_Work item_:
The entries below contain a stretch that opens with the line containing "self.status = VammStatus::Initialized;" and closes with the line containing "the approved periphery."; set down that stretch exactly, both ends included, and nothing else.

========

impl Vamm {
    /// Sets the starting price.
    ///
    /// # Errors
    ///
    /// - [`IrsError::VammAlreadyInitialized`] on a second call.
    /// - [`IrsError::InvalidSqrtPrice`] if the price is not strictly inside
    ///   the tick grid.
    pub fn initialize(&mut self, sqrt_price: SqrtPriceX96) -> Result<()> {
        if self.status != VammStatus::Uninitialized {
            return Err(IrsError::VammAlreadyInitialized);
        }
        if !is_within_grid(sqrt_price) {
            return Err(IrsError::InvalidSqrtPrice(
                "initial price must lie strictly inside the tick grid",
            ));
        }
        self.tick = sqrt_price_to_tick(sqrt_price)?;
        self.sqrt_price = sqrt_price;
        self.status = VammStatus::Initialized;
        Ok(())
    }

    /// Adds `liquidity` to `range`.
    ///
    /// # Errors
    ///
    /// - [`IrsError::VammNotInitialized`] before [`Vamm::initialize`].
    /// - [`IrsError::ZeroLiquidity`], [`IrsError::InvalidTickRange`].
    /// - [`IrsError::AlphaRestricted`] if the alpha gate is on and `caller`
    ///   is not the approved periphery.
    /// - [`IrsError::MaxLiquidityPerTickExceeded`].
    pub fn mint(&mut self, caller: Address, range: TickRange, liquidity: u128) -> Result<()> {
        let delta = self.check_liquidity_change(range, liquidity)?;
        self.check_alpha_gate(caller)?;
        self.modify_liquidity(range, delta)?;
        self.status = VammStatus::Active;
        Ok(())
    }

    /// Removes `liquidity` from `range`.
    ///
    /// # Errors
    ///
    /// As [`Vamm::mint`], plus [`IrsError::LiquidityUnderflow`] if a bound
    /// holds less gross liquidity than requested.
    pub fn burn(&mut self, caller: Address, range: TickRange, liquidity: u128) -> Result<()> {
        self.check_alpha_gate(caller)?;
        self.remove_liquidity(range, liquidity)
    }

    /// Removes liquidity regardless of the alpha gate.  Liquidations use
    /// this to unwind a position's range.
    pub(crate) fn remove_liquidity(&mut self, range: TickRange, liquidity: u128) -> Result<()> {
        let delta = self.check_liquidity_change(range, liquidity)?;
        self.modify_liquidity(range, -delta)
    }

    fn check_liquidity_change(&self, range: TickRange, liquidity: u128) -> Result<i128> {
        self.require_initialized()?;
        if liquidity == 0 {
            return Err(IrsError::ZeroLiquidity);
        }
        let spacing = self.config.spacing();
        if !range.lower().is_aligned(spacing) || !range.upper().is_aligned(spacing) {
            return Err(IrsError::InvalidTickRange(
                "ticks must be aligned to tick spacing",
            ));
        }
        i128::try_from(liquidity).map_err(|_| IrsError::Overflow("liquidity exceeds i128"))
    }

    fn check_alpha_gate(&self, caller: Address) -> Result<()> {
        if self.is_alpha && self.periphery != Some(caller) {
            return Err(IrsError::AlphaRestricted);
        }
        Ok(())
    }

    fn modify_liquidity(&mut self, range: TickRange, delta: i128) -> Result<()> {
        let saved = self.clone();
        let result = self.apply_liquidity(range, delta);
        if result.is_err() {
            *self = saved;
        }
        result
    }

    fn apply_liquidity(&mut self, range: TickRange, delta: i128) -> Result<()> {
        let current = self.tick.get();
        let (lower, upper) = (range.lower().get(), range.upper().get());
        self.ticks
            .update(lower, current, delta, false, &self.growth, self.max_liquidity_per_tick)?;
        self.ticks
            .update(upper, current, delta, true, &self.growth, self.max_liquidity_per_tick)?;
        if range.contains(current) {
            self.liquidity = apply_liquidity_delta(self.liquidity, delta)?;
        }
        debug!(%range, delta, active = self.liquidity, "liquidity modified");
        Ok(())
    }

    /// Executes a swap and returns the trader's deltas.
    ///
    /// # Errors
    ///
    /// - [`IrsError::VammNotInitialized`] before [`Vamm::initialize`].
    /// - [`IrsError::InvalidPriceLimit`] for a limit on the wrong side of
    ///   the current price or outside the grid.
    /// - Arithmetic errors; the VAMM is left unchanged on any error.
    pub fn swap(&mut self, params: &SwapParams, env: &SwapEnvironment) -> Result<SwapOutcome> {
        self.require_initialized()?;
        let limit = self.resolve_limit(params)?;
        let saved = self.clone();
        match self.execute_swap(params, env, limit) {
            Ok(outcome) => Ok(outcome),
            Err(e) => {
                *self = saved;
                Err(e)
            }
        }
    }

    fn resolve_limit(&self, params: &SwapParams) -> Result<SqrtPriceX96> {
        let rising = params.side().is_fixed_taker();
        let Some(limit) = params.sqrt_price_limit() else {
            let edge = if rising {
                MAX_SQRT_RATIO - 1
            } else {
                MIN_SQRT_RATIO + 1
            };
            return SqrtPriceX96::new(edge);
        };
        let current = self.sqrt_price.get();
        let valid = if rising {
            limit.get() > current && limit.get() < MAX_SQRT_RATIO
        } else {
            limit.get() < current && limit.get() > MIN_SQRT_RATIO
        };
        if !valid {
            return Err(IrsError::InvalidPriceLimit(if rising {
                "fixed taker limit must be above the current price"
            } else {
                "variable taker limit must be below the current price"
            }));
        }
        Ok(limit)
    }

    fn execute_swap(
        &mut self,
        params: &SwapParams,
        env: &SwapEnvironment,
        limit: SqrtPriceX96,
    ) -> Result<SwapOutcome> {
        let rising = params.side().is_fixed_taker();
        let term = self.config.term();
        let elapsed = term.seconds_elapsed(env.now);
        let fees = FeeTerms {
            fee_rate: self.config.fee_rate(),
            years_to_maturity: seconds_to_years(term.seconds_to_maturity(env.now)),
        };
        let mut remaining = params.notional().unsigned_abs();
        let mut totals = SwapTotals::default();

        while remaining > 0 && self.sqrt_price != limit {
            let initialized = self.ticks.next_initialized(self.tick.get(), rising);
            let next_tick = initialized.unwrap_or(if rising { MAX_TICK } else { MIN_TICK });
            let sqrt_next = tick_to_sqrt_price(Tick::new(next_tick)?)?;
            let target = if rising {
                sqrt_next.min(limit)
            } else {
                sqrt_next.max(limit)
            };

            let step = compute_swap_step(self.sqrt_price, target, self.liquidity, remaining, fees)?;
            remaining = remaining
                .checked_sub(step.variable_amount)
                .ok_or(IrsError::InvariantViolation("swap step overspent notional"))?;
            self.sqrt_price = step.sqrt_price_next;

            let fixed = to_wad(step.fixed_amount)?;
            let variable = to_wad(step.variable_amount)?;
            let (fixed_unbalanced, variable_delta) = if rising {
                (fixed, negate(variable)?)
            } else {
                (negate(fixed)?, variable)
            };
            let fixed_balanced = balanced_fixed_tokens(
                fixed_unbalanced,
                variable_delta,
                env.accrued_variable_factor,
                elapsed,
                term.duration(),
            )?;
            let fee = to_wad(step.fee)?;
            if self.liquidity > 0 {
                self.book_step(fixed_balanced, variable_delta, fee)?;
            }

            totals.fixed_token_delta = totals.fixed_token_delta.safe_add(&fixed_balanced)?;
            totals.fixed_token_delta_unbalanced =
                totals.fixed_token_delta_unbalanced.safe_add(&fixed_unbalanced)?;
            totals.variable_token_delta = totals.variable_token_delta.safe_add(&variable_delta)?;
            totals.fee = totals.fee.safe_add(&fee)?;
            debug!(
                sqrt_price = %self.sqrt_price,
                liquidity = self.liquidity,
                variable = step.variable_amount,
                fixed = step.fixed_amount,
                "swap step"
            );

            if self.sqrt_price == sqrt_next {
                if initialized.is_some() {
                    let net = self.ticks.cross(next_tick, &self.growth)?;
                    let net = if rising {
                        net
                    } else {
                        net.checked_neg()
                            .ok_or(IrsError::Overflow("tick liquidity net"))?
                    };
                    self.liquidity = apply_liquidity_delta(self.liquidity, net).map_err(|_| {
                        IrsError::InvariantViolation("active liquidity underflow on crossing")
                    })?;
                    debug!(tick = next_tick, active = self.liquidity, "tick crossed");
                }
                self.tick = Tick::new(if rising { next_tick } else { next_tick - 1 })?;
            } else {
                self.tick = sqrt_price_to_tick(self.sqrt_price)?;
            }
        }

        Ok(SwapOutcome::new(
            totals.fixed_token_delta,
            totals.variable_token_delta,
            totals.fixed_token_delta_unbalanced,
            totals.fee,
            self.tick,
            self.sqrt_price,
            remaining > 0,
        ))
    }

    /// Books the LPs' side of one step on the growth accumulators.
    fn book_step(&mut self, trader_fixed: Wad, trader_variable: Wad, fee: Wad) -> Result<()> {
        let denominator = self.config.protocol_fee_denominator();
        let protocol_cut = if denominator == 0 {
            Wad::ZERO
        } else {
            Wad::from_raw(fee.raw() / i128::from(denominator))
        };
        self.protocol_fees = self.protocol_fees.safe_add(&protocol_cut)?;
        let lp_fee = fee.safe_sub(&protocol_cut)?;

        Growth::accrue(&mut self.growth.fee, lp_fee, self.liquidity)?;
        Growth::accrue(&mut self.growth.fixed_token, negate(trader_fixed)?, self.liquidity)?;
        Growth::accrue(
            &mut self.growth.variable_token,
            negate(trader_variable)?,
            self.liquidity,
        )
    }

    /// Turns the alpha gate on or off.
    ///
    /// # Errors
    ///
    /// Returns [`IrsError::AlphaStateAlreadySet`] if the flag already holds
    /// `is_alpha`.
    pub fn set_is_alpha(&mut self, is_alpha: bool) -> Result<()> {
        if self.is_alpha == is_alpha {
            return Err(IrsError::AlphaStateAlreadySet);
        }
        self.is_alpha = is_alpha;
        Ok(())
    }

    /// Sets or clears the approved periphery (router).
    pub fn set_periphery(&mut self, periphery: Option<Address>) {
        self.periphery = periphery;
    }

    /// Takes every accumulated protocol fee, leaving zero behind.
    pub fn collect_protocol_fees(&mut self) -> Wad {
        core::mem::take(&mut self.protocol_fees)
    }

    /// Growth accumulated inside `range` so far.
    ///
    /// # Errors
    ///
    /// Arithmetic errors on overflow.
    pub fn growth_inside(&self, range: TickRange) -> Result<Growth> {
        self.ticks.growth_inside(
            range.lower().get(),
            range.upper().get(),
            self.tick.get(),
            &self.growth,
        )
    }

    fn require_initialized(&self) -> Result<()> {
        if self.status == VammStatus::Uninitialized {
            return Err(IrsError::VammNotInitialized);
        }
        Ok(())
    }

    /// Lifecycle state.
    #[must_use]
    pub const fn status(&self) -> VammStatus {
        self.status
    }

    /// The VAMM's configuration.
    #[must_use]
    pub const fn config(&self) -> &VammConfig {
        &self.config
    }

    /// Current tick.
    #[must_use]
    pub const fn current_tick(&self) -> Tick {
        self.tick
    }

    /// Current sqrt price.
    #[must_use]
    pub const fn current_sqrt_price(&self) -> SqrtPriceX96 {
        self.sqrt_price
    }

    /// Active liquidity at the current tick.
    #[must_use]
    pub const fn liquidity(&self) -> u128 {
        self.liquidity
    }

    /// Global growth accumulators.
    #[must_use]
    pub const fn growth_global(&self) -> Growth {
        self.growth
    }

    /// Protocol fees awaiting collection.
    #[must_use]
    pub const fn protocol_fees(&self) -> Wad {
        self.protocol_fees
    }

    /// Whether the alpha gate is on.
    #[must_use]
    pub const fn is_alpha(&self) -> bool {
        self.is_alpha
    }

    /// Approved periphery, if any.
    #[must_use]
    pub const fn periphery(&self) -> Option<Address> {
        self.periphery
    }

    /// Gross liquidity ceiling for any single tick.
    #[must_use]
    pub const fn max_liquidity_per_tick(&self) -> u128 {
        self.max_liquidity_per_tick
    }

    /// State of an initialized tick.
    #[must_use]
    pub fn tick_info(&self, tick: i32) -> Option<TickInfo> {
        self.ticks.get(tick).copied()
    }

    /// All initialized ticks in ascending order.
    pub fn initialized_ticks(&self) -> impl Iterator<Item = (i32, TickInfo)> + '_ {
        self.ticks.iter().map(|(&t, &info)| (t, info))
    }
}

========

_Output for this exercise_:
        self.status = VammStatus::Initialized;
        Ok(())
    }

    /// Adds `liquidity` to `range`.
    ///
    /// # Errors
    ///
    /// - [`IrsError::VammNotInitialized`] before [`Vamm::initialize`].
    /// - [`IrsError::ZeroLiquidity`], [`IrsError::InvalidTickRange`].
    /// - [`IrsError::AlphaRestricted`] if the alpha gate is on and `caller`
    ///   is not the approved periphery.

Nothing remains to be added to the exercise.